Il faisait une belle femme

Je l'ai revu l'autre jour, j'étais au café. Je ne crois pas qu'il m'ait reconnu, de toute façon, il n'était pas vraiment attentif à rien, il ballotait là, comme un ballon de plage sur l'eau, en débitant des conneries sur un ton qui descendait à chaque fois en fin de phrase avec un bs, ce qui indiquait le niveau de décadence auquel il était parvenu. J'avais honte d'avoir couché avec cette loque.

Tout ça remonte à au moins quinze ans, c'était un des travestis de la faune transex de l'époque. Il était convaincant en femme, et il avait indéniablement un côté assez féminin pour que je puisse ne pas le prendre pour un gars. On s'était retrouvés dans un appart sur St-Cath dans l'est, un appart vide avec un téléphone seulement, mais full equip avec toutes les fonctions. Je trouvais ça bizarre. Je n'arrivais pas à déterminer si c'était son appart, ou quoi d'autre? Peut-être qu'il squattait là... ou qu'il faisait des clients par petites annonces... En tout cas, on a fourré comme il faut. Il faisait une jeune femme pas pire, il devait avoir vingt-deux ans, dans ce coin-là, j'ai bandé, on a utilisé des capotes je crois, m'en souviens plus. On baisait sur un futon posé directement sur le sol : c'était vraiment basic notre affaire. Pas de meubles, pas de colocs, pas de drogue, pas d'alcool : le lit, ma graine, son trou du cul. J'ai dormi là. Le lendemain, on a trouvé de quoi manger en fouillant dans les armoires. Puis, on est allé se faire griller sur le toit : c'était une belle journée d'été et il faisait très chaud. Je suis parti dans l'aprèm, puis on ne s'est plus jamais revu. Je me câlissais de toute dans ce temps-là, je pense même que j'avais une blonde, je n’étais pas vraiment conscient, je marchais sur les poussées d'hormones. Il faut dire que la conscience et la fidélité sont des choses assez récentes chez moi.

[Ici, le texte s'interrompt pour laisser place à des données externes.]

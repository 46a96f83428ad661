//! Shutdown coordination for the engine.

use tokio::sync::watch;

/// Coordinator for graceful shutdown.
///
/// Triggering is sticky: listeners that subscribe late still observe it.
#[derive(Debug)]
pub struct Shutdown {
    tx: watch::Sender<bool>,
}

impl Shutdown {
    /// Create a new shutdown coordinator.
    pub fn new() -> Self {
        let (tx, _) = watch::channel(false);
        Self { tx }
    }

    /// Subscribe to the shutdown signal.
    pub fn subscribe(&self) -> ShutdownListener {
        ShutdownListener {
            rx: self.tx.subscribe(),
        }
    }

    /// Request shutdown. Safe to call from any task, any number of times.
    /// Returns true only for the call that flipped the state.
    pub fn trigger(&self) -> bool {
        !self.tx.send_replace(true)
    }

    pub fn is_triggered(&self) -> bool {
        *self.tx.borrow()
    }
}

impl Default for Shutdown {
    fn default() -> Self {
        Self::new()
    }
}

/// Receiving half handed to each serving task.
#[derive(Debug, Clone)]
pub struct ShutdownListener {
    rx: watch::Receiver<bool>,
}

impl ShutdownListener {
    /// Resolve once shutdown has been triggered.
    pub async fn wait(&mut self) {
        // Err means the coordinator is gone, which also means stop.
        let _ = self.rx.wait_for(|triggered| *triggered).await;
    }
}

#[cfg(test)]
mod tests {
    use super::*;
    use std::time::Duration;

    #[test]
    fn test_trigger_once() {
        let shutdown = Shutdown::new();
        assert!(!shutdown.is_triggered());
        assert!(shutdown.trigger());
        assert!(!shutdown.trigger());
        assert!(shutdown.is_triggered());
    }

    #[tokio::test]
    async fn test_late_subscriber_sees_trigger() {
        let shutdown = Shutdown::new();
        shutdown.trigger();

        let mut listener = shutdown.subscribe();
        tokio::time::timeout(Duration::from_secs(1), listener.wait())
            .await
            .expect("listener should observe earlier trigger");
    }

    #[tokio::test]
    async fn test_waiting_listener_wakes() {
        let shutdown = Shutdown::new();
        let mut listener = shutdown.subscribe();

        let handle = tokio::spawn(async move { listener.wait().await });
        tokio::task::yield_now().await;
        shutdown.trigger();

        tokio::time::timeout(Duration::from_secs(1), handle)
            .await
            .expect("listener should wake")
            .unwrap();
    }
}
//! Measurement engine seam.
//!
//! # Data Flow
//! ```text
//! ServerConfig
//!     → Engine::construct
//!     → Engine::listen_and_serve (blocks until stopped)
//!         ← Engine::shutdown (from the signal task)
//! ```
//!
//! # Design Decisions
//! - The lifecycle layer only sees this trait
//! - `shutdown` is synchronous and must be safe while serving
//! - `reflector.rs` is the stock engine: bind, echo, emit events

pub mod bind;
pub mod reflector;

pub use bind::BindSpec;
pub use reflector::Reflector;

use std::future::Future;

use thiserror::Error;

use crate::config::ServerConfig;

/// Errors raised by an engine.
#[derive(Debug, Error)]
pub enum EngineError {
    #[error("invalid bind address {addr:?}: {reason}")]
    InvalidAddress { addr: String, reason: String },

    #[error("interface bind addresses are not supported: {0:?}")]
    UnsupportedAddress(String),

    #[error("unable to resolve {addr:?}: {source}")]
    Resolve {
        addr: String,
        #[source]
        source: std::io::Error,
    },

    #[error("no usable {ip_version} address for {addr:?}")]
    NoAddress { addr: String, ip_version: String },

    #[error("unable to bind {addr}: {source}")]
    Bind {
        addr: std::net::SocketAddr,
        #[source]
        source: std::io::Error,
    },

    #[error("listener failed: {0}")]
    Io(#[from] std::io::Error),
}

/// A server that can be built from config, run, and asked to stop.
pub trait Engine: Send + Sync + 'static {
    /// Build the engine. The config is moved in and never changes afterwards.
    fn construct(config: ServerConfig) -> Result<Self, EngineError>
    where
        Self: Sized;

    /// Serve until stopped or failed.
    fn listen_and_serve(&self) -> impl Future<Output = Result<(), EngineError>> + Send;

    /// Ask a running `listen_and_serve` to return.
    fn shutdown(&self);
}
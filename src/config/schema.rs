//! Server configuration and its defaults.

use std::path::{Path, PathBuf};
use std::sync::Arc;
use std::time::Duration;

use crate::events::{ConsoleSink, Event, MultiHandler, NetPrint};
use crate::policy::{AllowFills, AllowStamp, Filler, HmacKey, IpVersion};

/// Default listen port.
pub const DEFAULT_PORT: u16 = 2112;
/// Default `-b` value.
pub const DEFAULT_BIND_ADDRS: &str = ":2112";
/// Default `-d` value (no maximum).
pub const DEFAULT_MAX_DURATION: &str = "0";
/// Default `-i` value.
pub const DEFAULT_MIN_INTERVAL: &str = "10ms";
/// Default `--timeout` value.
pub const DEFAULT_SERVER_TIMEOUT: &str = "1m";
/// Default `-l` value (no maximum).
pub const DEFAULT_MAX_LENGTH: usize = 0;
/// Default `--pburst` value.
pub const DEFAULT_PACKET_BURST: usize = 5;
/// Default `--ttl` value (use the OS default).
pub const DEFAULT_TTL: u32 = 0;
/// Default `--tstamp` value.
pub const DEFAULT_ALLOW_STAMP: &str = "dual";
/// Default `--fill` value.
pub const DEFAULT_SERVER_FILL: &str = "rand";
/// Default `--allow-fills` value.
pub const DEFAULT_ALLOW_FILLS: &str = "rand";
/// Default `--outdir` value.
pub const DEFAULT_OUTPUT_DIR: &str = ".";

/// `-o` value selecting the default file name.
pub const DEFAULT_NAMING_FLAG: &str = "d";
/// `-o` value selecting stdout.
pub const STDOUT_FLAG: &str = "-";

const JSON_EXT: &str = ".json";
const GZ_EXT: &str = ".gz";
const JSON_GZ_EXT: &str = ".json.gz";

/// Where JSON results go.
#[derive(Debug, Clone, PartialEq, Eq, Default)]
pub enum OutputDestination {
    #[default]
    Disabled,
    /// Generated file name inside this directory.
    DefaultNaming { dir: PathBuf },
    /// Exactly the path the operator gave (`-` is stdout).
    ExplicitPath(PathBuf),
}

impl OutputDestination {
    /// Decide from the `-o` and `--outdir` flags.
    pub fn from_flags(output: &str, outdir: &str) -> Self {
        match output {
            "" => Self::Disabled,
            DEFAULT_NAMING_FLAG => Self::DefaultNaming {
                dir: PathBuf::from(outdir),
            },
            path => Self::ExplicitPath(PathBuf::from(path)),
        }
    }

    pub fn is_enabled(&self) -> bool {
        !matches!(self, Self::Disabled)
    }

    /// The file to write, given the name the engine would generate.
    pub fn output_file(&self, default_stem: &str) -> Option<OutputFile> {
        match self {
            Self::Disabled => None,
            Self::DefaultNaming { dir } => Some(OutputFile::for_path(&dir.join(default_stem))),
            Self::ExplicitPath(path) => Some(OutputFile::for_path(path)),
        }
    }
}

/// A concrete output file and whether it is gzipped.
#[derive(Debug, Clone, PartialEq, Eq)]
pub struct OutputFile {
    pub path: PathBuf,
    pub gzip: bool,
}

impl OutputFile {
    /// Apply the extension rules.
    ///
    /// No extension gets `.json.gz`, `.gz` becomes `.json.gz`, `.json` is left
    /// alone and not gzipped, anything else is gzipped as is. Stdout is never
    /// gzipped.
    pub fn for_path(path: &Path) -> Self {
        if path.as_os_str() == STDOUT_FLAG {
            return Self {
                path: path.to_path_buf(),
                gzip: false,
            };
        }

        let name = path.to_string_lossy();
        if name.ends_with(JSON_GZ_EXT) {
            return Self {
                path: path.to_path_buf(),
                gzip: true,
            };
        }
        if let Some(stem) = name.strip_suffix(GZ_EXT) {
            return Self {
                path: PathBuf::from(format!("{stem}{JSON_GZ_EXT}")),
                gzip: true,
            };
        }
        if name.ends_with(JSON_EXT) {
            return Self {
                path: path.to_path_buf(),
                gzip: false,
            };
        }
        if path.extension().is_none() {
            return Self {
                path: PathBuf::from(format!("{name}{JSON_GZ_EXT}")),
                gzip: true,
            };
        }
        Self {
            path: path.to_path_buf(),
            gzip: true,
        }
    }

    pub fn is_stdout(&self) -> bool {
        self.path.as_os_str() == STDOUT_FLAG
    }
}

/// Fully resolved server configuration.
///
/// Never mutated once built; the engine takes ownership.
#[derive(Debug)]
pub struct ServerConfig {
    /// Bind address specs, in flag order.
    pub addrs: Vec<String>,
    /// Zero means no maximum.
    pub max_duration: Duration,
    /// Zero means no minimum.
    pub min_interval: Duration,
    /// Zero means no maximum.
    pub max_length: usize,
    pub packet_burst: usize,
    /// Zero means connections never time out.
    pub timeout: Duration,
    pub allow_stamp: AllowStamp,
    pub hmac_key: Option<HmacKey>,
    pub filler: Filler,
    pub allow_fills: AllowFills,
    pub allow_dscp: bool,
    pub ttl: u32,
    pub ip_version: IpVersion,
    pub set_src_ip: bool,
    /// Surface ECN bits to clients; replies are suppressed.
    pub ecn: bool,
    pub thread_lock: bool,
    pub quiet: bool,
    pub really_quiet: bool,
    pub output: OutputDestination,
    pub handler: MultiHandler,
    pub netprint: Option<Arc<NetPrint>>,
}

impl ServerConfig {
    /// Send an event to every sink.
    pub fn emit(&self, event: Event) {
        self.handler.emit(&event);
    }
}

impl Default for ServerConfig {
    fn default() -> Self {
        Self {
            addrs: DEFAULT_BIND_ADDRS.split(',').map(str::to_string).collect(),
            max_duration: Duration::ZERO,
            min_interval: Duration::from_millis(10),
            max_length: DEFAULT_MAX_LENGTH,
            packet_burst: DEFAULT_PACKET_BURST,
            timeout: Duration::from_secs(60),
            allow_stamp: AllowStamp::default(),
            hmac_key: None,
            filler: Filler::default(),
            allow_fills: AllowFills::decode(DEFAULT_ALLOW_FILLS),
            allow_dscp: true,
            ttl: DEFAULT_TTL,
            ip_version: IpVersion::default(),
            set_src_ip: false,
            ecn: false,
            thread_lock: false,
            quiet: false,
            really_quiet: false,
            output: OutputDestination::default(),
            handler: MultiHandler::new(vec![Box::new(ConsoleSink::default())]),
            netprint: None,
        }
    }
}

#[cfg(test)]
mod tests {
    use super::*;

    #[test]
    fn test_output_destination_from_flags() {
        assert_eq!(OutputDestination::from_flags("", "/tmp"), OutputDestination::Disabled);
        assert_eq!(
            OutputDestination::from_flags("d", "/tmp/out"),
            OutputDestination::DefaultNaming { dir: "/tmp/out".into() }
        );
        assert_eq!(
            OutputDestination::from_flags("results", "/tmp/out"),
            OutputDestination::ExplicitPath("results".into())
        );
        // outdir only matters for default naming
        assert_eq!(
            OutputDestination::from_flags("dd", "/ignored"),
            OutputDestination::ExplicitPath("dd".into())
        );
    }

    #[test]
    fn test_extension_rules() {
        let cases = [
            ("out", "out.json.gz", true),
            ("out.json", "out.json", false),
            ("out.json.gz", "out.json.gz", true),
            ("out.gz", "out.json.gz", true),
            ("out.txt", "out.txt", true),
            ("dir/run1", "dir/run1.json.gz", true),
            ("-", "-", false),
        ];
        for (input, path, gzip) in cases {
            let file = OutputFile::for_path(Path::new(input));
            assert_eq!(file.path, PathBuf::from(path), "input {input}");
            assert_eq!(file.gzip, gzip, "input {input}");
        }
    }

    #[test]
    fn test_output_file() {
        assert_eq!(OutputDestination::Disabled.output_file("x"), None);

        let dest = OutputDestination::DefaultNaming { dir: "/tmp/out".into() };
        let file = dest.output_file("20261019-server").unwrap();
        assert_eq!(file.path, PathBuf::from("/tmp/out/20261019-server.json.gz"));
        assert!(file.gzip);

        let dest = OutputDestination::ExplicitPath("-".into());
        assert!(dest.output_file("ignored").unwrap().is_stdout());
    }

    #[test]
    fn test_defaults() {
        let cfg = ServerConfig::default();
        assert_eq!(cfg.addrs, vec![":2112".to_string()]);
        assert_eq!(cfg.allow_stamp, AllowStamp::Dual);
        assert!(cfg.allow_dscp);
        assert_eq!(cfg.handler.names(), vec!["console"]);
        assert!(!cfg.output.is_enabled());
    }
}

Ce qui m'a donné un choc, c'est qu'à l'époque je l'imaginais devenir une vraie femme bientôt, c'est-à-dire, commencer la prise d'hormones puis se préparer tranquillement pour le changement de sexe. Mais ce n'est pas du tout ce qui est arrivé : il n'est pas devenu une femme à l'esprit vif comme c'était possible de l'entrevoir à ce moment-là, il est devenu un gros nonchalant mou sans volonté sur le bs, un gars fini, pourri en dedans. C'est vraiment honteux, mais rien ne m'indiquait quand on s'est connu que c'était une personne très intelligente de toute façon. Je crois aujourd'hui que le farniente qui le caractérisait alors était plutôt un indice de sa stupidité et de son incapacité que de la langueur occasionnelle d'une personne intelligente, mais prétentieuse et un peu au-dessus de ses affaires.